The oddest thing was there was no screaming. I was sure Maria would be in danger, or terrified enough to make a sound, but the eerie silence of Saint Reiss made me feel as if I was at a graveyard. There wasn’t even a whisper of noise. The only comfort to me was that my constant examining of the halo on my wrist let me know one thing for certain.
At the very least, the gold worked faster than the smoke. The thing inside Machiel’s silvery shield was growing jagged, long thorns that curved around themselves and intertwined as if they were some sort of ouroboros. While the halo was a shimmering silvered color, the actual thorns growing off of it were as black as pitch. They wrapped around it repeatedly, and each moved like they had a mind of their own; greedily reaching towards the flesh that was inside the shield before flinching back, barely two fingers width away from cutting my skin in half.

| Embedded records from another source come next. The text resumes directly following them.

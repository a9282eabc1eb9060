//! Duckweed coverage controller library.
//!
//! Estimates how much of a vessel's surface is covered by duckweed from a
//! camera frame, then drives the inlet valve and the pH adjustment relay.
//! Hardware, pH probes and segmentation backends sit behind the port
//! traits in [`app::ports`].

#![deny(unused_must_use)]

pub mod adapters;
pub mod app;
pub mod config;
pub mod control;
pub mod drivers;
pub mod error;
pub mod pins;
pub mod sensors;
pub mod state;
pub mod vision;
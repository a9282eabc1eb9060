//! Inlet valve policy.

/// `true` closes the inlet valve.
///
/// Single comparison with no dead band: coverage hovering at the threshold
/// will toggle the valve on every frame.
pub fn decide_valve_closed(coverage_pct: f64, close_threshold: f64) -> bool {
    coverage_pct >= close_threshold
}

Despite Machiel and my best efforts, there was little to be done from inside the Sea. The rot from our prior visit had barely managed to wrap itself around my wrist, a single silvery bar that reappeared too quickly when I re-entered the Akashic Sea. My only hope was that the longer I stayed out of the Sea, the more contained the infection would become, until it slowly vanished into the mist like it was never there at all.
Silver rained from a point above my left eye and scattered itself across the ground, an elegant arrow beginning to quickly outpace my vision as I followed it with my hands in my pockets. Machiel had a better idea than I did of where the exit was, considering she had a full map of Saint Reiss that she could access at any time. Humans weren’t so lucky. We had to make due with the esoteric and the supranet to supplement our own abilities. Angels just had them all hardwired into them from the moment they were born.
Sometimes, Machiel, it’s hard not to be jealous of you. Even if I wanted it bad enough, the weight of humanity’s history is way too much for me to hold.
She giggled in my ear, and I dutifully followed the perfectly drawn silver line as it hovered a few meters off the ground. It was mainly automatic for me, moving my feet to the beat that Machiel set as was usual. Her presence was a constant comfort in many ways, the wind that hovered over my shoulders with bated breath as it peered curiously into the distance for me.
I couldn’t trust humans. I couldn’t trust demons. But Machiel wouldn’t steer me wrong even if the world would be set aflame for it.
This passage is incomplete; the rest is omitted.